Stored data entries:
= = = = = = =

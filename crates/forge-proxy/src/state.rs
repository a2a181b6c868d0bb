//! Per-call lifecycle.

use forge_core::CallId;
use serde::{Deserialize, Serialize};
use std::fmt;
use tracing::debug;

/// Lifecycle state of one call
#[derive(Debug, Clone, Copy, PartialEq, Eq, Serialize, Deserialize)]
#[serde(rename_all = "snake_case")]
pub enum CallState {
    /// Not started
    Idle,
    /// Selecting an endpoint and running an attempt
    Dispatching,
    /// An attempt failed and a failover was granted
    Retrying,
    /// An output was produced
    Succeeded,
    /// Every permitted attempt failed
    Exhausted,
    /// Stopped by authentication failure or cancellation
    Failed,
}

impl CallState {
    /// Whether the call is over
    #[must_use]
    pub fn is_terminal(&self) -> bool {
        matches!(self, Self::Succeeded | Self::Exhausted | Self::Failed)
    }

    /// Whether moving to `next` is a legal transition
    #[must_use]
    pub fn can_transition_to(&self, next: Self) -> bool {
        matches!(
            (self, next),
            (Self::Idle, Self::Dispatching | Self::Succeeded | Self::Failed)
                | (
                    Self::Dispatching,
                    Self::Succeeded | Self::Retrying | Self::Exhausted | Self::Failed
                )
                | (Self::Retrying, Self::Dispatching | Self::Failed)
        )
    }
}

impl fmt::Display for CallState {
    fn fmt(&self, f: &mut fmt::Formatter<'_>) -> fmt::Result {
        match self {
            Self::Idle => write!(f, "idle"),
            Self::Dispatching => write!(f, "dispatching"),
            Self::Retrying => write!(f, "retrying"),
            Self::Succeeded => write!(f, "succeeded"),
            Self::Exhausted => write!(f, "exhausted"),
            Self::Failed => write!(f, "failed"),
        }
    }
}

/// Tracks the state of one call and logs transitions
#[derive(Debug)]
pub(crate) struct CallTracker {
    call_id: CallId,
    state: CallState,
}

impl CallTracker {
    pub(crate) fn new(call_id: CallId) -> Self {
        Self {
            call_id,
            state: CallState::Idle,
        }
    }

    pub(crate) fn state(&self) -> CallState {
        self.state
    }

    pub(crate) fn transition(&mut self, next: CallState) {
        if self.state == next {
            return;
        }
        debug_assert!(
            self.state.can_transition_to(next),
            "illegal call transition {} -> {}",
            self.state,
            next
        );
        debug!(
            call_id = %self.call_id,
            from = %self.state,
            to = %next,
            "Call state transition"
        );
        self.state = next;
    }
}

#[cfg(test)]
mod tests {
    use super::*;

    #[test]
    fn test_happy_path_transitions() {
        let mut tracker = CallTracker::new(CallId::new());
        assert_eq!(tracker.state(), CallState::Idle);
        tracker.transition(CallState::Dispatching);
        tracker.transition(CallState::Retrying);
        tracker.transition(CallState::Dispatching);
        tracker.transition(CallState::Succeeded);
        assert!(tracker.state().is_terminal());
    }

    #[test]
    fn test_illegal_transitions() {
        assert!(!CallState::Idle.can_transition_to(CallState::Retrying));
        assert!(!CallState::Retrying.can_transition_to(CallState::Exhausted));
        assert!(!CallState::Succeeded.can_transition_to(CallState::Dispatching));
        assert!(!CallState::Exhausted.can_transition_to(CallState::Dispatching));
    }

    #[test]
    fn test_cache_hit_skips_dispatch() {
        assert!(CallState::Idle.can_transition_to(CallState::Succeeded));
    }
}
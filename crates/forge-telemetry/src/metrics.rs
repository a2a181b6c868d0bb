//! Prometheus metrics for proxy events.

use forge_core::{EventEmitter, ProxyEvent};
use prometheus::{HistogramOpts, HistogramVec, IntCounterVec, Opts, Registry};

/// Metrics registration error
#[derive(Debug, thiserror::Error)]
pub enum MetricsError {
    /// A metric could not be created or registered
    #[error("Failed to register metrics: {0}")]
    Registration(#[from] prometheus::Error),
}

/// Records proxy events as Prometheus metrics
#[derive(Debug, Clone)]
pub struct MetricsEventEmitter {
    /// Attempts by agent, endpoint and outcome
    pub attempts_total: IntCounterVec,
    /// Calls by agent and result
    pub calls_total: IntCounterVec,
    /// Cache hits by agent
    pub cache_hits_total: IntCounterVec,
    /// Attempt duration by agent and endpoint
    pub attempt_duration_seconds: HistogramVec,
}

impl MetricsEventEmitter {
    /// Create the metrics and register them in `registry`
    ///
    /// # Errors
    /// Returns error if a metric with the same name is already registered
    pub fn new(registry: &Registry) -> Result<Self, MetricsError> {
        let attempts_total = IntCounterVec::new(
            Opts::new("a2a_attempts_total", "Remote call attempts"),
            &["agent", "endpoint", "outcome"],
        )?;

        let calls_total = IntCounterVec::new(
            Opts::new("a2a_calls_total", "Remote agent calls by result"),
            &["agent", "result"],
        )?;

        let cache_hits_total = IntCounterVec::new(
            Opts::new("a2a_cache_hits_total", "Calls answered from the response cache"),
            &["agent"],
        )?;

        let attempt_duration_seconds = HistogramVec::new(
            HistogramOpts::new("a2a_attempt_duration_seconds", "Remote call attempt duration")
                .buckets(vec![0.05, 0.1, 0.25, 0.5, 1.0, 2.5, 5.0, 10.0, 30.0, 60.0]),
            &["agent", "endpoint"],
        )?;

        registry.register(Box::new(attempts_total.clone()))?;
        registry.register(Box::new(calls_total.clone()))?;
        registry.register(Box::new(cache_hits_total.clone()))?;
        registry.register(Box::new(attempt_duration_seconds.clone()))?;

        Ok(Self {
            attempts_total,
            calls_total,
            cache_hits_total,
            attempt_duration_seconds,
        })
    }

    fn observe_attempt(&self, agent: &str, endpoint: &str, outcome: &str, duration_ms: u64) {
        self.attempts_total
            .with_label_values(&[agent, endpoint, outcome])
            .inc();
        self.attempt_duration_seconds
            .with_label_values(&[agent, endpoint])
            .observe(duration_ms as f64 / 1000.0);
    }
}

#[async_trait::async_trait]
impl EventEmitter for MetricsEventEmitter {
    async fn emit(&self, event: ProxyEvent) {
        match &event {
            ProxyEvent::AttemptStarted { .. } => {}
            ProxyEvent::AttemptFailed {
                agent,
                endpoint,
                outcome,
                duration_ms,
                ..
            } => {
                self.observe_attempt(agent, endpoint, outcome.label(), *duration_ms);
            }
            ProxyEvent::CallSucceeded {
                agent,
                endpoint,
                duration_ms,
                ..
            } => {
                self.observe_attempt(agent, endpoint, "success", *duration_ms);
                self.calls_total.with_label_values(&[agent, "success"]).inc();
            }
            ProxyEvent::CacheHit { agent, .. } => {
                self.cache_hits_total.with_label_values(&[agent]).inc();
                self.calls_total.with_label_values(&[agent, "cached"]).inc();
            }
            ProxyEvent::CallExhausted { agent, .. } => {
                self.calls_total
                    .with_label_values(&[agent, "exhausted"])
                    .inc();
            }
            ProxyEvent::CallFailed {
                agent, error_code, ..
            } => {
                self.calls_total
                    .with_label_values(&[agent.as_str(), error_code.as_str()])
                    .inc();
            }
        }
    }
}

= = = = = = =

Work order: A complete, exact copy of the records is what is needed.

Answer to this problem:
filename crates/forge-proxy/src/state.rs
repository a2a181b6c868d0bb
//! Per-call lifecycle.

use forge_core::CallId;
use serde::{Deserialize, Serialize};
use std::fmt;
use tracing::debug;

/// Lifecycle state of one call
#[derive(Debug, Clone, Copy, PartialEq, Eq, Serialize, Deserialize)]
#[serde(rename_all = "snake_case")]
pub enum CallState {
    /// Not started
    Idle,
    /// Selecting an endpoint and running an attempt
    Dispatching,
    /// An attempt failed and a failover was granted
    Retrying,
    /// An output was produced
    Succeeded,
    /// Every permitted attempt failed
    Exhausted,
    /// Stopped by authentication failure or cancellation
    Failed,
}

impl CallState {
    /// Whether the call is over
    #[must_use]
    pub fn is_terminal(&self) -> bool {
        matches!(self, Self::Succeeded | Self::Exhausted | Self::Failed)
    }

    /// Whether moving to `next` is a legal transition
    #[must_use]
    pub fn can_transition_to(&self, next: Self) -> bool {
        matches!(
            (self, next),
            (Self::Idle, Self::Dispatching | Self::Succeeded | Self::Failed)
                | (
                    Self::Dispatching,
                    Self::Succeeded | Self::Retrying | Self::Exhausted | Self::Failed
                )
                | (Self::Retrying, Self::Dispatching | Self::Failed)
        )
    }
}

impl fmt::Display for CallState {
    fn fmt(&self, f: &mut fmt::Formatter<'_>) -> fmt::Result {
        match self {
            Self::Idle => write!(f, "idle"),
            Self::Dispatching => write!(f, "dispatching"),
            Self::Retrying => write!(f, "retrying"),
            Self::Succeeded => write!(f, "succeeded"),
            Self::Exhausted => write!(f, "exhausted"),
            Self::Failed => write!(f, "failed"),
        }
    }
}

/// Tracks the state of one call and logs transitions
#[derive(Debug)]
pub(crate) struct CallTracker {
    call_id: CallId,
    state: CallState,
}

impl CallTracker {
    pub(crate) fn new(call_id: CallId) -> Self {
        Self {
            call_id,
            state: CallState::Idle,
        }
    }

    pub(crate) fn state(&self) -> CallState {
        self.state
    }

    pub(crate) fn transition(&mut self, next: CallState) {
        if self.state == next {
            return;
        }
        debug_assert!(
            self.state.can_transition_to(next),
            "illegal call transition {} -> {}",
            self.state,
            next
        );
        debug!(
            call_id = %self.call_id,
            from = %self.state,
            to = %next,
            "Call state transition"
        );
        self.state = next;
    }
}

#[cfg(test)]
mod tests {
    use super::*;

    #[test]
    fn test_happy_path_transitions() {
        let mut tracker = CallTracker::new(CallId::new());
        assert_eq!(tracker.state(), CallState::Idle);
        tracker.transition(CallState::Dispatching);
        tracker.transition(CallState::Retrying);
        tracker.transition(CallState::Dispatching);
        tracker.transition(CallState::Succeeded);
        assert!(tracker.state().is_terminal());
    }

    #[test]
    fn test_illegal_transitions() {
        assert!(!CallState::Idle.can_transition_to(CallState::Retrying));
        assert!(!CallState::Retrying.can_transition_to(CallState::Exhausted));
        assert!(!CallState::Succeeded.can_transition_to(CallState::Dispatching));
        assert!(!CallState::Exhausted.can_transition_to(CallState::Dispatching));
    }

    #[test]
    fn test_cache_hit_skips_dispatch() {
        assert!(CallState::Idle.can_transition_to(CallState::Succeeded));
    }
}
filename crates/forge-telemetry/src/metrics.rs
repository a2a181b6c868d0bb
//! Prometheus metrics for proxy events.

use forge_core::{EventEmitter, ProxyEvent};
use prometheus::{HistogramOpts, HistogramVec, IntCounterVec, Opts, Registry};

/// Metrics registration error
#[derive(Debug, thiserror::Error)]
pub enum MetricsError {
    /// A metric could not be created or registered
    #[error("Failed to register metrics: {0}")]
    Registration(#[from] prometheus::Error),
}

/// Records proxy events as Prometheus metrics
#[derive(Debug, Clone)]
pub struct MetricsEventEmitter {
    /// Attempts by agent, endpoint and outcome
    pub attempts_total: IntCounterVec,
    /// Calls by agent and result
    pub calls_total: IntCounterVec,
    /// Cache hits by agent
    pub cache_hits_total: IntCounterVec,
    /// Attempt duration by agent and endpoint
    pub attempt_duration_seconds: HistogramVec,
}

impl MetricsEventEmitter {
    /// Create the metrics and register them in `registry`
    ///
    /// # Errors
    /// Returns error if a metric with the same name is already registered
    pub fn new(registry: &Registry) -> Result<Self, MetricsError> {
        let attempts_total = IntCounterVec::new(
            Opts::new("a2a_attempts_total", "Remote call attempts"),
            &["agent", "endpoint", "outcome"],
        )?;

        let calls_total = IntCounterVec::new(
            Opts::new("a2a_calls_total", "Remote agent calls by result"),
            &["agent", "result"],
        )?;

        let cache_hits_total = IntCounterVec::new(
            Opts::new("a2a_cache_hits_total", "Calls answered from the response cache"),
            &["agent"],
        )?;

        let attempt_duration_seconds = HistogramVec::new(
            HistogramOpts::new("a2a_attempt_duration_seconds", "Remote call attempt duration")
                .buckets(vec![0.05, 0.1, 0.25, 0.5, 1.0, 2.5, 5.0, 10.0, 30.0, 60.0]),
            &["agent", "endpoint"],
        )?;

        registry.register(Box::new(attempts_total.clone()))?;
        registry.register(Box::new(calls_total.clone()))?;
        registry.register(Box::new(cache_hits_total.clone()))?;
        registry.register(Box::new(attempt_duration_seconds.clone()))?;

        Ok(Self {
            attempts_total,
            calls_total,
            cache_hits_total,
            attempt_duration_seconds,
        })
    }

    fn observe_attempt(&self, agent: &str, endpoint: &str, outcome: &str, duration_ms: u64) {
        self.attempts_total
            .with_label_values(&[agent, endpoint, outcome])
            .inc();
        self.attempt_duration_seconds
            .with_label_values(&[agent, endpoint])
            .observe(duration_ms as f64 / 1000.0);
    }
}

#[async_trait::async_trait]
impl EventEmitter for MetricsEventEmitter {
    async fn emit(&self, event: ProxyEvent) {
        match &event {
            ProxyEvent::AttemptStarted { .. } => {}
            ProxyEvent::AttemptFailed {
                agent,
                endpoint,
                outcome,
                duration_ms,
                ..
            } => {
                self.observe_attempt(agent, endpoint, outcome.label(), *duration_ms);
            }
            ProxyEvent::CallSucceeded {
                agent,
                endpoint,
                duration_ms,
                ..
            } => {
                self.observe_attempt(agent, endpoint, "success", *duration_ms);
                self.calls_total.with_label_values(&[agent, "success"]).inc();
            }
            ProxyEvent::CacheHit { agent, .. } => {
                self.cache_hits_total.with_label_values(&[agent]).inc();
                self.calls_total.with_label_values(&[agent, "cached"]).inc();
            }
            ProxyEvent::CallExhausted { agent, .. } => {
                self.calls_total
                    .with_label_values(&[agent, "exhausted"])
                    .inc();
            }
            ProxyEvent::CallFailed {
                agent, error_code, ..
            } => {
                self.calls_total
                    .with_label_values(&[agent.as_str(), error_code.as_str()])
                    .inc();
            }
        }
    }
}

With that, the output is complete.